Distributed Storage System
Last week DarkSide published an advertisement on two Russian-language cybercrime forums declaring that it intended establishing a distributed storage system. The advertisement explained that this system would be made available to its affiliates to store data stolen from their victims. It also explained that they were looking at setting up the system in Iran. Finally, the advertisement promised the system would store data for six months and that “blocking one server won’t delete data.”
According to KELA, an Israeli-based security firm that first discovered the advertisement, “Such servers in Iran and [other] countries will be harder to discover, block, and cease due to a lack of cooperation from local authorities.” DarkSide claimed that it was looking at setting up the system in Iran and “unrecognized republics” so their infrastructure could not be easily taken down. Consequently, this move seems to be in retaliation to authorities recently taking down sites and botnets operated by cybercriminals.
Furthermore, storing victims’ data on a distributed storage system would make it easier for cybercriminals to access the stolen data. Currently, cybercriminals generally download victims’ files using Tor.
Similarly to the double-extortion strategy, if this new strategy proves successful, other ransomware operators are likely to follow DarkSide’s lead. This would make it harder for law enforcement and other agencies to prevent cybercriminals from leaking sensitive private and corporate data stolen in ransomware attacks.
DarkSide’s Affiliate Program
In addition to looking at implementing a distributed storage system, DarkSide has put in place an affiliate program. The program was introduced in a bid to maximize profits. According to KELA, DarkSide stated “their average payments to their affiliates are about $400,000 and the share paid by affiliates is 10% to 25%, depending on the size of the ransom”. Furthermore, DarkSide claims that the average ransom it receives is between $1.6 million and $4 million.

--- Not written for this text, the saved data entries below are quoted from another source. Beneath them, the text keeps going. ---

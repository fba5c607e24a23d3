//! Sinks for session events.
//!
//! The core never logs measurements itself; it calls an [`Emitter`] handed in
//! by the caller. Two implementations are provided:
//! - [`TracingEmitter`]: structured `tracing` events.
//! - [`JsonEmitter`]: one JSON object per line, suitable for machine consumption.

use std::io::Write;
use std::sync::Mutex;

use serde::Serialize;
use tracing::{info, warn};

use crate::config::Transport;
use crate::meter::{Record, Session};
use crate::spec::{Direction, Measurement};

#[derive(Serialize)]
#[serde(tag = "type")]
enum Event<'a> {
    Starting {
        session: &'a Session,
    },
    Measurement {
        session: &'a Session,
        record: &'a Record,
    },
    PeerMeasurement {
        session: &'a Session,
        measurement: &'a Measurement,
    },
    Rejected {
        transport: Transport,
        direction: Direction,
        input: &'a str,
    },
    Error {
        session: &'a Session,
        error: &'a str,
        record: &'a Record,
    },
    Complete {
        session: &'a Session,
        record: &'a Record,
    },
}

/// Callbacks for the lifecycle of a transfer session.
///
/// Implementations are shared between the tasks of a session and must not
/// block.
pub trait Emitter: Send + Sync {
    /// A session passed validation and is about to move bytes.
    fn on_starting(&self, session: &Session);
    /// Periodic local progress.
    fn on_measurement(&self, session: &Session, record: &Record);
    /// A measurement frame arrived from the ndt7 peer.
    fn on_peer_measurement(&self, session: &Session, m: &Measurement);
    /// A request was refused before any session started.
    fn on_rejected(&self, transport: Transport, direction: Direction, input: &str);
    /// The session failed; `last` holds what was counted until then.
    fn on_error(&self, session: &Session, err: &str, last: &Record);
    /// The session finished.
    fn on_complete(&self, session: &Session, record: &Record);
}

/// Emits events through `tracing`.
#[derive(Debug, Default, Clone, Copy)]
pub struct TracingEmitter;

impl Emitter for TracingEmitter {
    fn on_starting(&self, s: &Session) {
        info!(
            transport = %s.transport,
            direction = %s.direction,
            origin = %s.origin,
            bytes = ?s.bytes,
            peer = ?s.peer,
            proto = ?s.proto,
            alpn = ?s.alpn,
            "session starting"
        );
    }

    fn on_measurement(&self, s: &Session, r: &Record) {
        info!(
            transport = %s.transport,
            direction = %s.direction,
            bytes = r.bytes,
            elapsed_ms = r.elapsed.as_millis() as u64,
            mbps = r.bits_per_second() / 1e6,
            "progress"
        );
    }

    fn on_peer_measurement(&self, s: &Session, m: &Measurement) {
        info!(
            transport = %s.transport,
            direction = %s.direction,
            peer_origin = ?m.origin,
            peer_bytes = ?m.num_bytes(),
            peer_elapsed_us = ?m.app_info.as_ref().map(|a| a.elapsed_time),
            "peer measurement"
        );
    }

    fn on_rejected(&self, transport: Transport, direction: Direction, input: &str) {
        warn!(%transport, %direction, input, "rejected invalid transfer size");
    }

    fn on_error(&self, s: &Session, err: &str, last: &Record) {
        warn!(
            transport = %s.transport,
            direction = %s.direction,
            origin = %s.origin,
            requested = ?s.bytes,
            bytes = last.bytes,
            elapsed_ms = last.elapsed.as_millis() as u64,
            error = err,
            "session failed"
        );
    }

    fn on_complete(&self, s: &Session, r: &Record) {
        info!(
            transport = %s.transport,
            direction = %s.direction,
            origin = %s.origin,
            proto = ?s.proto,
            bytes = r.bytes,
            elapsed_ms = r.elapsed.as_millis() as u64,
            mbps = r.bits_per_second() / 1e6,
            "session complete"
        );
    }
}

/// Emits one JSON object per line for each event.
pub struct JsonEmitter<W: Write + Send> {
    out: Mutex<W>,
}

impl<W: Write + Send> JsonEmitter<W> {
    /// Create a new JSON emitter writing to `out`.
    pub fn new(out: W) -> Self {
        JsonEmitter {
            out: Mutex::new(out),
        }
    }

    /// Give back the writer.
    pub fn into_inner(self) -> W {
        self.out.into_inner().unwrap_or_else(|poisoned| poisoned.into_inner())
    }

    fn emit(&self, event: &Event) {
        let json = match serde_json::to_string(event) {
            Ok(json) => json,
            Err(e) => {
                warn!(error = %e, "cannot serialize event");
                return;
            }
        };
        let mut out = self.out.lock().unwrap_or_else(|poisoned| poisoned.into_inner());
        if let Err(e) = writeln!(out, "{}", json).and_then(|()| out.flush()) {
            warn!(error = %e, "cannot write event");
        }
    }
}

impl<W: Write + Send> Emitter for JsonEmitter<W> {
    fn on_starting(&self, session: &Session) {
        self.emit(&Event::Starting { session })
    }

    fn on_measurement(&self, session: &Session, record: &Record) {
        self.emit(&Event::Measurement { session, record })
    }

    fn on_peer_measurement(&self, session: &Session, measurement: &Measurement) {
        self.emit(&Event::PeerMeasurement {
            session,
            measurement,
        })
    }

    fn on_rejected(&self, transport: Transport, direction: Direction, input: &str) {
        self.emit(&Event::Rejected {
            transport,
            direction,
            input,
        })
    }

    fn on_error(&self, session: &Session, error: &str, record: &Record) {
        self.emit(&Event::Error {
            session,
            error,
            record,
        })
    }

    fn on_complete(&self, session: &Session, record: &Record) {
        self.emit(&Event::Complete { session, record })
    }
}

#[cfg(test)]
pub(crate) mod tests {
    use std::time::Duration;

    use super::*;
    use crate::spec::Origin;

    /// What a [`Recorder`] saw, in order.
    #[derive(Debug, Clone)]
    pub(crate) enum Event {
        Starting,
        Measurement(Record),
        Peer(Measurement),
        Rejected(String),
        Error(Record),
        Complete(Record),
    }

    /// Emitter that keeps every event for later inspection.
    #[derive(Default)]
    pub(crate) struct Recorder(Mutex<Vec<Event>>);

    impl Recorder {
        pub(crate) fn events(&self) -> Vec<Event> {
            self.0.lock().unwrap().clone()
        }

        fn push(&self, event: Event) {
            self.0.lock().unwrap().push(event);
        }
    }

    impl Emitter for Recorder {
        fn on_starting(&self, _: &Session) {
            self.push(Event::Starting);
        }
        fn on_measurement(&self, _: &Session, record: &Record) {
            self.push(Event::Measurement(*record));
        }
        fn on_peer_measurement(&self, _: &Session, m: &Measurement) {
            self.push(Event::Peer(m.clone()));
        }
        fn on_rejected(&self, _: Transport, _: Direction, input: &str) {
            self.push(Event::Rejected(input.to_owned()));
        }
        fn on_error(&self, _: &Session, _: &str, last: &Record) {
            self.push(Event::Error(*last));
        }
        fn on_complete(&self, _: &Session, record: &Record) {
            self.push(Event::Complete(*record));
        }
    }

    #[test]
    fn json_emitter_writes_one_object_per_line() {
        let emitter = JsonEmitter::new(Vec::new());
        let mut session = Session::new(Direction::Upload, Transport::H2c, Origin::Server);
        session.bytes = Some(10);

        emitter.on_starting(&session);
        emitter.on_complete(
            &session,
            &Record {
                elapsed: Duration::from_millis(1),
                bytes: 10,
            },
        );
        emitter.on_rejected(Transport::Http1, Direction::Download, "-1");

        let out = String::from_utf8(emitter.into_inner()).unwrap();
        let lines: Vec<serde_json::Value> = out
            .lines()
            .map(|l| serde_json::from_str(l).unwrap())
            .collect();

        assert_eq!(lines.len(), 3);
        assert_eq!(lines[0]["type"], "Starting");
        assert_eq!(lines[0]["session"]["transport"], "h2c");
        assert_eq!(lines[0]["session"]["direction"], "upload");
        assert_eq!(lines[1]["type"], "Complete");
        assert_eq!(lines[1]["record"]["bytes"], 10);
        assert_eq!(lines[2]["input"], "-1");
    }

    #[test]
    fn json_emitter_omits_unknown_session_fields() {
        let emitter = JsonEmitter::new(Vec::new());
        emitter.on_starting(&Session::new(Direction::Download, Transport::Ndt7, Origin::Client));

        let out = String::from_utf8(emitter.into_inner()).unwrap();
        assert!(!out.contains("peer"));
        assert!(!out.contains("alpn"));
    }
}
//! Periodic measurement frames and the pieces both roles share.

use std::sync::Arc;

use futures_util::{Sink, SinkExt};
use tokio::sync::mpsc;
use tokio::task::JoinHandle;
use tokio::time::{MissedTickBehavior, interval_at};
use tokio_tungstenite::tungstenite::Message;
use tokio_util::sync::CancellationToken;
use tracing::{debug, warn};

use crate::emitter::Emitter;
use crate::error::{PerfError, Result};
use crate::meter::{Meter, Outcome, Record, Session};
use crate::params;
use crate::spec::{AppInfo, ConnectionInfo, Measurement, Origin};

/// The ndt7 measurement describing `record` from `session`'s point of view.
pub fn measurement(session: &Session, record: &Record) -> Measurement {
    Measurement {
        app_info: Some(AppInfo {
            elapsed_time: record.elapsed.as_micros() as i64,
            num_bytes: record.bytes as i64,
        }),
        origin: Some(session.origin),
        test: Some(session.direction),
        ..Default::default()
    }
}

/// Text frame carrying `m`.
pub fn frame(m: &Measurement) -> Result<Message> {
    Ok(Message::text(serde_json::to_string(m)?))
}

fn connection_info(session: &Session) -> Option<ConnectionInfo> {
    let (peer, local) = (session.peer?, session.local?);
    Some(match session.origin {
        Origin::Server => ConnectionInfo {
            client: peer.to_string(),
            server: local.to_string(),
            uuid: None,
        },
        Origin::Client => ConnectionInfo {
            client: local.to_string(),
            server: peer.to_string(),
            uuid: None,
        },
    })
}

/// Start the reporter task.
///
/// Every [`params::UPDATE_INTERVAL`] it snapshots `meter`, hands the record
/// to `emitter` and queues a measurement frame for whichever loop owns the
/// write half. The queue is bounded and a full queue drops the tick, so the
/// reporter never waits on the data path. The first frame carries
/// [`ConnectionInfo`] when the addresses are known. The task ends once `stop`
/// is cancelled, which also closes the queue.
pub fn spawn(
    meter: Meter,
    session: Arc<Session>,
    emitter: Arc<dyn Emitter>,
    stop: CancellationToken,
) -> (JoinHandle<()>, mpsc::Receiver<Message>) {
    let (tx, rx) = mpsc::channel(params::REPORT_QUEUE);
    let handle = tokio::spawn(async move {
        let mut ticker = interval_at(
            tokio::time::Instant::now() + params::UPDATE_INTERVAL,
            params::UPDATE_INTERVAL,
        );
        ticker.set_missed_tick_behavior(MissedTickBehavior::Delay);
        let mut conn_info = connection_info(&session);

        loop {
            tokio::select! {
                _ = stop.cancelled() => break,
                _ = ticker.tick() => {}
            }
            let record = meter.snapshot();
            emitter.on_measurement(&session, &record);

            let mut m = measurement(&session, &record);
            m.connection_info = conn_info.take();
            match frame(&m) {
                Ok(msg) => {
                    if tx.try_send(msg).is_err() {
                        debug!(session = %session, "measurement queue full, tick dropped");
                    }
                }
                Err(e) => warn!(error = %e, "cannot encode measurement"),
            }
        }
    });
    (handle, rx)
}

/// Forward queued frames to the write half until the queue closes. A peer
/// that already went away is not an error here; the read half reports it.
pub async fn forward<K>(sink: &mut K, frames: &mut mpsc::Receiver<Message>) -> Result<()>
where
    K: Sink<Message, Error = tokio_tungstenite::tungstenite::Error> + Unpin,
{
    while let Some(frame) = frames.recv().await {
        if let Err(e) = sink.send(frame).await {
            let e = PerfError::from(e);
            return if e.is_closed() { Ok(()) } else { Err(e) };
        }
    }
    Ok(())
}

/// Parse a measurement frame from the peer and surface it.
pub fn peer_measurement(
    text: &str,
    session: &Session,
    emitter: &dyn Emitter,
) -> Result<Measurement> {
    let m: Measurement = serde_json::from_str(text)?;
    emitter.on_peer_measurement(session, &m);
    Ok(m)
}

/// Report the end of a session and build its outcome.
pub fn finish(
    session: &Session,
    meter: &Meter,
    emitter: &dyn Emitter,
    result: Result<Option<Measurement>>,
) -> Result<Outcome> {
    let local = meter.snapshot();
    match result {
        Ok(peer) => {
            emitter.on_complete(session, &local);
            Ok(Outcome { local, peer })
        }
        Err(e) => {
            emitter.on_error(session, &e.to_string(), &local);
            Err(e)
        }
    }
}

#[cfg(test)]
mod tests {
    use super::*;
    use crate::config::Transport;
    use crate::emitter::tests::{Event, Recorder};
    use crate::spec::Direction;

    #[test]
    fn measurement_carries_app_info() {
        let session = Session::new(Direction::Upload, Transport::Ndt7, Origin::Client);
        let record = Record {
            elapsed: std::time::Duration::from_millis(250),
            bytes: 4096,
        };
        let m = measurement(&session, &record);
        let app = m.app_info.unwrap();
        assert_eq!(app.elapsed_time, 250_000);
        assert_eq!(app.num_bytes, 4096);
        assert_eq!(m.origin, Some(Origin::Client));
        assert_eq!(m.test, Some(Direction::Upload));
    }

    #[test]
    fn server_connection_info_orders_addresses() {
        let mut session = Session::new(Direction::Download, Transport::Ndt7, Origin::Server);
        assert!(connection_info(&session).is_none());
        session.peer = Some("10.0.0.1:5000".parse().unwrap());
        session.local = Some("10.0.0.2:4567".parse().unwrap());
        let info = connection_info(&session).unwrap();
        assert_eq!(info.client, "10.0.0.1:5000");
        assert_eq!(info.server, "10.0.0.2:4567");
    }

    #[tokio::test(start_paused = true)]
    async fn reporter_ticks_at_fixed_interval() {
        let recorder = Arc::new(Recorder::default());
        let meter = Meter::start();
        let stop = CancellationToken::new();
        let mut session = Session::new(Direction::Download, Transport::Ndt7, Origin::Server);
        session.peer = Some("127.0.0.1:1".parse().unwrap());
        session.local = Some("127.0.0.1:2".parse().unwrap());
        let (handle, mut frames) = spawn(
            meter.clone(),
            Arc::new(session),
            recorder.clone(),
            stop.clone(),
        );

        let mut seen = Vec::new();
        for i in 1..=4u64 {
            meter.add(1000);
            let Some(Message::Text(text)) = frames.recv().await else {
                panic!("expected a text frame");
            };
            let m: Measurement = serde_json::from_str(&text).unwrap();
            assert_eq!(m.connection_info.is_some(), i == 1);
            seen.push(m.app_info.unwrap());
        }
        stop.cancel();
        handle.await.unwrap();
        assert!(frames.recv().await.is_none());

        for pair in seen.windows(2) {
            assert!(pair[1].num_bytes >= pair[0].num_bytes);
            let gap = pair[1].elapsed_time - pair[0].elapsed_time;
            assert_eq!(gap, params::UPDATE_INTERVAL.as_micros() as i64);
        }
        let local: Vec<_> = recorder
            .events()
            .into_iter()
            .filter(|e| matches!(e, Event::Measurement(_)))
            .collect();
        assert_eq!(local.len(), 4);
    }

    #[test]
    fn finish_reports_error_with_partial_record() {
        let recorder = Recorder::default();
        let session = Session::new(Direction::Download, Transport::Ndt7, Origin::Client);
        let meter = Meter::start();
        meter.add(77);

        let err = finish(&session, &meter, &recorder, Err(PerfError::Cancelled)).unwrap_err();
        assert!(matches!(err, PerfError::Cancelled));
        assert!(matches!(recorder.events()[..], [Event::Error(r)] if r.bytes == 77));
    }
}
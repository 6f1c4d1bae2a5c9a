use blst::BLST_ERROR;
use thiserror::Error;

#[derive(Clone, Copy, PartialEq, Eq, Debug, Error)]
pub enum Error {
    #[error("invalid secret key material: {0:?}")]
    InvalidSecretKey(BLST_ERROR),
    #[error("invalid signature: {0:?}")]
    InvalidSignature(BLST_ERROR),
}
use derivative::Derivative;
use types::phase0::primitives::Epoch;

#[derive(Clone, Copy, Debug, Derivative)]
#[derivative(Default)]
pub struct SlasherConfig {
    // Weak subjectivity period from <https://hackmd.io/@sproul/min-max-slasher>.
    #[derivative(Default(value = "54000"))]
    pub slashing_history_limit: Epoch,
}

#[cfg(test)]
mod tests {
    use super::*;

    #[test]
    fn default_history_limit_is_weak_subjectivity_period() {
        assert_eq!(SlasherConfig::default().slashing_history_limit, 54000);
    }
}
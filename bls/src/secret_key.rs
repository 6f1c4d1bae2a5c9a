use blst::min_pk::SecretKey as RawSecretKey;

use crate::{
    consts::DOMAIN_SEPARATION_TAG, error::Error, public_key::PublicKey, signature::Signature,
};

// `RawSecretKey` already implements `Zeroize` (with `zeroize(drop)`).
pub struct SecretKey(RawSecretKey);

impl SecretKey {
    /// Derives a key from input keying material as described in EIP-2333.
    ///
    /// `ikm` must be at least 32 bytes long.
    pub fn key_gen(ikm: impl AsRef<[u8]>) -> Result<Self, Error> {
        RawSecretKey::key_gen(ikm.as_ref(), &[])
            .map(Self)
            .map_err(Error::InvalidSecretKey)
    }

    #[must_use]
    pub fn to_public_key(&self) -> PublicKey {
        self.0.sk_to_pk().into()
    }

    #[must_use]
    pub fn sign(&self, message: impl AsRef<[u8]>) -> Signature {
        self.0
            .sign(message.as_ref(), DOMAIN_SEPARATION_TAG, &[])
            .into()
    }
}
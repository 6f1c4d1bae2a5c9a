use thiserror::Error;

#[derive(Clone, Copy, PartialEq, Eq, Debug, Error)]
pub enum ReadError {
    #[error("expected fixed-size value of {expected} bytes, found {actual} bytes")]
    FixedSizeMismatch { expected: usize, actual: usize },
    #[error("empty slice is not a valid bit list")]
    BitListEmptySlice,
    #[error("last byte of slice has no delimiting bit")]
    BitListNoDelimitingBit,
}

#[derive(Clone, Copy, PartialEq, Eq, Debug, Error)]
pub enum BitListError {
    #[error("bit lists have different lengths ({left} and {right} bits)")]
    LengthMismatch { left: usize, right: usize },
}
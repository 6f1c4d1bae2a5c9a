use std::collections::BTreeMap;

use bls::traits::Signature as SignatureTrait;
use log::debug;
use types::phase0::containers::{Attestation, AttestationData};

use crate::{
    config::{AggregationStrategy, AggregatorConfig},
    error::Error,
    naive::NaiveAggregation,
};

/// Strategy used to aggregate attestations sharing both `data` and committee size.
pub trait AggregationPolicy<S> {
    fn aggregate_partition(
        &self,
        attestations: Vec<Attestation<S>>,
    ) -> Result<Vec<Attestation<S>>, Error>;
}

pub struct Aggregator<S> {
    policy: Box<dyn AggregationPolicy<S> + Send + Sync>,
}

impl<S: SignatureTrait> Default for Aggregator<S> {
    fn default() -> Self {
        Self::new(AggregatorConfig::default())
    }
}

impl<S: SignatureTrait> Aggregator<S> {
    #[must_use]
    pub fn new(config: AggregatorConfig) -> Self {
        match config.strategy {
            AggregationStrategy::Naive => Self::with_policy(NaiveAggregation),
        }
    }

    #[must_use]
    pub fn with_policy(policy: impl AggregationPolicy<S> + Send + Sync + 'static) -> Self {
        Self {
            policy: Box::new(policy),
        }
    }

    /// Aggregates a batch of attestations into as few non-overlapping aggregates as the policy
    /// finds.
    ///
    /// Attestations are only ever combined with others sharing their `data` and committee size.
    /// The order of the output is deterministic but carries no meaning.
    pub fn aggregate_all(
        &self,
        attestations: Vec<Attestation<S>>,
    ) -> Result<Vec<Attestation<S>>, Error> {
        if attestations.len() < 2 {
            return Ok(attestations);
        }

        let input_count = attestations.len();
        let mut partitions = BTreeMap::<_, Vec<_>>::new();

        for attestation in attestations {
            partitions
                .entry((attestation.data, attestation.committee_size()))
                .or_default()
                .push(attestation);
        }

        let partition_count = partitions.len();
        let mut output = vec![];

        for partition in partitions.into_values() {
            output.extend(self.policy.aggregate_partition(partition)?);
        }

        debug!(
            "aggregated attestations \
             (input_count: {input_count}, partition_count: {partition_count}, \
              output_count: {})",
            output.len(),
        );

        Ok(output)
    }
}

/// Selects the aggregate for `data` with the most participants.
///
/// Ties are resolved in favor of the last candidate in `aggregates`.
pub fn best_aggregate<'attestations, S>(
    aggregates: impl IntoIterator<Item = &'attestations Attestation<S>>,
    data: AttestationData,
) -> Option<&'attestations Attestation<S>>
where
    S: 'attestations,
{
    aggregates
        .into_iter()
        .filter(|aggregate| aggregate.data == data)
        .max_by_key(|aggregate| aggregate.participant_count())
}
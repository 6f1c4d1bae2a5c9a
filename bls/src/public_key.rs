use blst::min_pk::PublicKey as RawPublicKey;
use derive_more::From;

#[derive(Clone, Copy, PartialEq, Eq, Debug, From)]
pub struct PublicKey(RawPublicKey);

impl PublicKey {
    pub(crate) const fn as_raw(&self) -> &RawPublicKey {
        &self.0
    }
}
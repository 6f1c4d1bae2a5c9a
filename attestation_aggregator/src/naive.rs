use bls::traits::Signature as SignatureTrait;
use itertools::Itertools as _;
use types::phase0::containers::Attestation;

use crate::{aggregate::Aggregate, aggregator::AggregationPolicy, error::Error};

/// Greedy first-fit aggregation.
///
/// Every attestation is merged into the first accumulator it does not overlap.
/// Accumulators covered by another accumulator are then dropped.
#[derive(Clone, Copy, Default, Debug)]
pub struct NaiveAggregation;

impl<S: SignatureTrait> AggregationPolicy<S> for NaiveAggregation {
    fn aggregate_partition(
        &self,
        attestations: Vec<Attestation<S>>,
    ) -> Result<Vec<Attestation<S>>, Error> {
        let Some(data) = attestations.first().map(|attestation| attestation.data) else {
            return Ok(vec![]);
        };

        let mut accumulators = Vec::<Aggregate<S>>::new();

        for (member, attestation) in attestations.into_iter().enumerate() {
            match first_admitting(&accumulators, &attestation)? {
                Some(position) => accumulators[position].absorb(member, &attestation)?,
                None => accumulators.push(Aggregate::new(member, attestation)),
            }
        }

        let maximal = discard_subsumed(accumulators)?;

        Ok(maximal
            .into_iter()
            .unique_by(|aggregate| aggregate.aggregation_bits.clone())
            .map(|aggregate| aggregate.into_attestation(data))
            .collect())
    }
}

fn first_admitting<S: SignatureTrait>(
    accumulators: &[Aggregate<S>],
    attestation: &Attestation<S>,
) -> Result<Option<usize>, Error> {
    for (position, accumulator) in accumulators.iter().enumerate() {
        if accumulator.admits(attestation)? {
            return Ok(Some(position));
        }
    }

    Ok(None)
}

fn discard_subsumed<S>(accumulators: Vec<Aggregate<S>>) -> Result<Vec<Aggregate<S>>, Error> {
    let mut subsumed = vec![false; accumulators.len()];

    for (position, accumulator) in accumulators.iter().enumerate() {
        for other in &accumulators {
            let bits = &accumulator.aggregation_bits;
            let other_bits = &other.aggregation_bits;

            if bits != other_bits && bits.is_subset_of(other_bits)? {
                subsumed[position] = true;
                break;
            }
        }
    }

    Ok(core::iter::zip(accumulators, subsumed)
        .filter(|(_, subsumed)| !subsumed)
        .map(|(accumulator, _)| accumulator)
        .collect())
}

#[cfg(test)]
mod tests {
    use ssz::BitList;

    use crate::test_utils::{attestation, sorted_indices, Signers};

    use super::*;

    fn aggregate(attestations: Vec<Attestation<Signers>>) -> Vec<Attestation<Signers>> {
        NaiveAggregation
            .aggregate_partition(attestations)
            .expect("partition holds attestations of one committee size")
    }

    #[test]
    fn empty_partition_produces_nothing() {
        assert_eq!(aggregate(vec![]), vec![]);
    }

    #[test]
    fn first_fit_merges_into_earliest_accumulator() {
        let output = aggregate(vec![
            attestation(6, &[0, 3]),
            attestation(6, &[1, 2, 4]),
            attestation(6, &[1, 3]),
            attestation(6, &[0, 4, 5]),
        ]);

        assert_eq!(
            sorted_indices(&output),
            [vec![0, 1, 2, 3, 4], vec![0, 1, 3, 4, 5]],
        );

        for aggregate in &output {
            assert_eq!(aggregate.participant_count(), 5);
            assert_eq!(
                aggregate.signature,
                Signers(aggregate.aggregation_bits.iter_ones().collect()),
            );
        }
    }

    #[test]
    fn subsumed_accumulator_is_discarded() {
        let output = aggregate(vec![attestation(4, &[0]), attestation(4, &[0, 1])]);

        assert_eq!(sorted_indices(&output), [vec![0, 1]]);
    }

    #[test]
    fn identical_accumulators_are_deduplicated() {
        let output = aggregate(vec![
            attestation(4, &[0, 1]),
            attestation(4, &[0, 1]),
            attestation(4, &[2, 3]),
            attestation(4, &[2, 3]),
        ]);

        assert_eq!(output.len(), 1);
        assert_eq!(
            output[0].aggregation_bits,
            BitList::from_indices(4, [0, 1, 2, 3]),
        );
    }

    #[test]
    fn attestation_joins_first_accumulator_it_does_not_overlap() {
        let output = aggregate(vec![
            attestation(8, &[0, 1]),
            attestation(8, &[1, 2]),
            attestation(8, &[3]),
            attestation(8, &[0, 4]),
        ]);

        assert_eq!(sorted_indices(&output), [vec![0, 1, 2, 4], vec![0, 1, 3]]);
    }
}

Affiliate programs have many upsides for both ransomware operator and affiliate. The operator handles the technical side, such as providing malware updates and setting up the required infrastructure. This infrastructure is then scaled up to handle as many affiliates as possible and thus realize much greater profits. Affiliates, on the other hand, get the benefit of not needing to build and maintain their own malware and infrastructure.